--- Record extracts ---

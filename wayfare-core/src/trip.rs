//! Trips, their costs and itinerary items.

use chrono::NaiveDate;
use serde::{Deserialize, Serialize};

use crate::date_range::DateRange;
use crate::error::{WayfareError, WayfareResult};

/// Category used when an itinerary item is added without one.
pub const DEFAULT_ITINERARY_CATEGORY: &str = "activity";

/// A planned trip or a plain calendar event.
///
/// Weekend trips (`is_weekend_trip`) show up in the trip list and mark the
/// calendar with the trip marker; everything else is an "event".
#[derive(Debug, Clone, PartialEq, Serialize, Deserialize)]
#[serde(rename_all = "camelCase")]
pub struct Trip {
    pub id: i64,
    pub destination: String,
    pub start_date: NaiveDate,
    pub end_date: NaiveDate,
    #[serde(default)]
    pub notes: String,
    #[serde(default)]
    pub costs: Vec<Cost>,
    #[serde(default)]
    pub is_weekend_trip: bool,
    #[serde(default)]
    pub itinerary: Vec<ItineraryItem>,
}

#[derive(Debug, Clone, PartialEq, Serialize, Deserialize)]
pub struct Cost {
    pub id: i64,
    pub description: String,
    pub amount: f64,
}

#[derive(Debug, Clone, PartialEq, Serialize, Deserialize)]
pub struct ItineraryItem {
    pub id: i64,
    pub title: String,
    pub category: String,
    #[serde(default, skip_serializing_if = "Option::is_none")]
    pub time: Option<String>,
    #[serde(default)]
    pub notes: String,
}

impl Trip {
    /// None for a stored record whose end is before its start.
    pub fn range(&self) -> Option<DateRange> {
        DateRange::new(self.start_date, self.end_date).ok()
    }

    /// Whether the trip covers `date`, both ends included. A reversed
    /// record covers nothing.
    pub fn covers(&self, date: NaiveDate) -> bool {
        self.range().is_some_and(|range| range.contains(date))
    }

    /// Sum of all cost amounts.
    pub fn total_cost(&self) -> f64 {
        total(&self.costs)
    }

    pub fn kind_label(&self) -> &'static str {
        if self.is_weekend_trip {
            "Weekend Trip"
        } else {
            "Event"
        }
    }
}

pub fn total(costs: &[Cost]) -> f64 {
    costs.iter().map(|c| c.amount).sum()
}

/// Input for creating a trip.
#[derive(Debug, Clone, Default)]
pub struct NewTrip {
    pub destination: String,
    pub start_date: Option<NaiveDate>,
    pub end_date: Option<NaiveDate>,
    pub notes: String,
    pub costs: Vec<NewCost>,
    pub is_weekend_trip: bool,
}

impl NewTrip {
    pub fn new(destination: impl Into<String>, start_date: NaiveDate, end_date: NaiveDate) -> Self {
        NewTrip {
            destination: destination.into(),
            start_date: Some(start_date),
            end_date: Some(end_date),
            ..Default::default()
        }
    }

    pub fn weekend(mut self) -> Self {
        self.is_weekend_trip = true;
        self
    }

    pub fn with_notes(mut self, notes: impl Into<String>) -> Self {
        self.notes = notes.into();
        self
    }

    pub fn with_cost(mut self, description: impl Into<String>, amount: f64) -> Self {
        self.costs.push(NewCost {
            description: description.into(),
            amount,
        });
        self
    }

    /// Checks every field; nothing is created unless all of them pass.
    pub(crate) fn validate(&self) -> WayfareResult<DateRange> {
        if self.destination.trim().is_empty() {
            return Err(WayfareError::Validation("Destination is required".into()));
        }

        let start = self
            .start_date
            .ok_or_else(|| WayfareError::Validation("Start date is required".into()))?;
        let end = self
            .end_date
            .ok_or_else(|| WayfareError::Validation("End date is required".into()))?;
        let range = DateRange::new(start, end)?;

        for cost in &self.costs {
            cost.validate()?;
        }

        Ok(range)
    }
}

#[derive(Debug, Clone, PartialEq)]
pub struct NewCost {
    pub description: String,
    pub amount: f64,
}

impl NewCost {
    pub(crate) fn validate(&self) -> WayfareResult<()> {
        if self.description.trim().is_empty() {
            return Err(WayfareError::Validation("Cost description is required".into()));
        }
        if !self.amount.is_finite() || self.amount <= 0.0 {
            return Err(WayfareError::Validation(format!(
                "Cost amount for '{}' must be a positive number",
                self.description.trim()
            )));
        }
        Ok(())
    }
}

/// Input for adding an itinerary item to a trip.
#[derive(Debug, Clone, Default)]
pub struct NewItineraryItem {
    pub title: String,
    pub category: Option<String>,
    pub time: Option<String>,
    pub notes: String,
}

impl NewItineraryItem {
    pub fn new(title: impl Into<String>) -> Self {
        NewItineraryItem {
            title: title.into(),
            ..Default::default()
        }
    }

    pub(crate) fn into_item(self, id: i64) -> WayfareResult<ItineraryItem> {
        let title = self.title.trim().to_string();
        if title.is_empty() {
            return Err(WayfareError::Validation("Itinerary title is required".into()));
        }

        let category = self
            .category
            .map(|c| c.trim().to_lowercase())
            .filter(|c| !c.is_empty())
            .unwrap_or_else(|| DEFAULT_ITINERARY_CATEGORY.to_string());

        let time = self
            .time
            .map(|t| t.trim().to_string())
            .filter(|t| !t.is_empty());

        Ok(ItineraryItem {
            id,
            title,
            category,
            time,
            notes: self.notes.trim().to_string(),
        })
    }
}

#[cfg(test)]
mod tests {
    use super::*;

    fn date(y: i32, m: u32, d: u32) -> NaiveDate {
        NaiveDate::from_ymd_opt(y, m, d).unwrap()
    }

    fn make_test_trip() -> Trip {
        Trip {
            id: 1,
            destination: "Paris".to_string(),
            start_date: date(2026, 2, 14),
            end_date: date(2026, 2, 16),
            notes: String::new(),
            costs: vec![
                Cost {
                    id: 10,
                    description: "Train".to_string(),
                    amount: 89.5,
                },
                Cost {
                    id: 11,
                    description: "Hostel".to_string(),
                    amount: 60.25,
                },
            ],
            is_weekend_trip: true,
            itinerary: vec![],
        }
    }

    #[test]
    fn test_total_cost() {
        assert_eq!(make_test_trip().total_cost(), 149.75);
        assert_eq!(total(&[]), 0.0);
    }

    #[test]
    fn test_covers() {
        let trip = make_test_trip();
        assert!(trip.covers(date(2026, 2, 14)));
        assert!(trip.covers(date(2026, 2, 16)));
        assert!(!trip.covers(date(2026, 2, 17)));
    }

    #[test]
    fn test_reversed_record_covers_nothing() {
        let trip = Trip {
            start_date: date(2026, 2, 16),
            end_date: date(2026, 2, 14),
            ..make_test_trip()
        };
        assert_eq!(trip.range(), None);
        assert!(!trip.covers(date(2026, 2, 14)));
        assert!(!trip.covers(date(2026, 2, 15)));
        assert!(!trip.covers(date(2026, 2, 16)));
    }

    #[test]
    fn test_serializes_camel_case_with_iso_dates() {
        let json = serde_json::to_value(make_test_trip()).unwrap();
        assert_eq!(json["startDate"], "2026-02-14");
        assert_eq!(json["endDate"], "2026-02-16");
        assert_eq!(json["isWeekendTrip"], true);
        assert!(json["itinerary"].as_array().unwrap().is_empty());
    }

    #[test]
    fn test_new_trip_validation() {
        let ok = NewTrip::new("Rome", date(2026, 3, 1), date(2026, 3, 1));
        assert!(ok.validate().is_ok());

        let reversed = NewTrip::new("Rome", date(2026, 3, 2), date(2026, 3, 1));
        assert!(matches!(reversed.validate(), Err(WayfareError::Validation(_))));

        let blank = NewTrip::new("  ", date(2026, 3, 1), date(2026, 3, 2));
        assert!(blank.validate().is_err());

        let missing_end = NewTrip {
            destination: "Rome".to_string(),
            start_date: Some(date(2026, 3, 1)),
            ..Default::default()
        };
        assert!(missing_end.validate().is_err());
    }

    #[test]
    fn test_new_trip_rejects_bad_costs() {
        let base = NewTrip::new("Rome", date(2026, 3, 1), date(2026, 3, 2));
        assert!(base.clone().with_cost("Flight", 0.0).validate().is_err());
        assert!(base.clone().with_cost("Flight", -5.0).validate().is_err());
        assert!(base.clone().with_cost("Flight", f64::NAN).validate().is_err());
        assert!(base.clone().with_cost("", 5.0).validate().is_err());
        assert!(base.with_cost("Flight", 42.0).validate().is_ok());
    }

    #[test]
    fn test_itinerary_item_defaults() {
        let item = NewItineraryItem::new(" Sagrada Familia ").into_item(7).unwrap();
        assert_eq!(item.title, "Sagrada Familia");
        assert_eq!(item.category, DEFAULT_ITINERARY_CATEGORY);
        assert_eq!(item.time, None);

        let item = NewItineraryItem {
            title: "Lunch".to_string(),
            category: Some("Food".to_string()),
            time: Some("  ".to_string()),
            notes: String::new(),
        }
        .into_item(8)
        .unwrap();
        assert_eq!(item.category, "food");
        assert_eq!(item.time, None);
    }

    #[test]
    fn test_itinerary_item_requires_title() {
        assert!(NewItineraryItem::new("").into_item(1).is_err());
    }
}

---
--- Record extracts ---

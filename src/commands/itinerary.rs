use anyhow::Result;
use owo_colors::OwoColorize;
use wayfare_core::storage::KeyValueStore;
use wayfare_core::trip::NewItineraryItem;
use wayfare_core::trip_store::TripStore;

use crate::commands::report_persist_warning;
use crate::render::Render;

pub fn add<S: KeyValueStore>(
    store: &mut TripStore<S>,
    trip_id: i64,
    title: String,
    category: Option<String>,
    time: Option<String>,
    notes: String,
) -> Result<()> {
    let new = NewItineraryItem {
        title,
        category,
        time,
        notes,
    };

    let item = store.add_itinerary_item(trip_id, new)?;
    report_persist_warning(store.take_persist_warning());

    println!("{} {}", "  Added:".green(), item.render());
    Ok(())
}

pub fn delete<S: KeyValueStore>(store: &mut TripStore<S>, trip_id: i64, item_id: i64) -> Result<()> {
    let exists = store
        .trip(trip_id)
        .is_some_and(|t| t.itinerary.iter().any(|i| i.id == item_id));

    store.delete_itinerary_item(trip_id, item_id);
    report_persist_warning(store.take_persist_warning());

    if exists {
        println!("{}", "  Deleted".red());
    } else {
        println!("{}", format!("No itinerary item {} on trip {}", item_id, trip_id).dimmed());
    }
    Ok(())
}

---

**Task description:** The answer must be a single number: the count of lines above that contain the word "impl".

**Solution below:** 8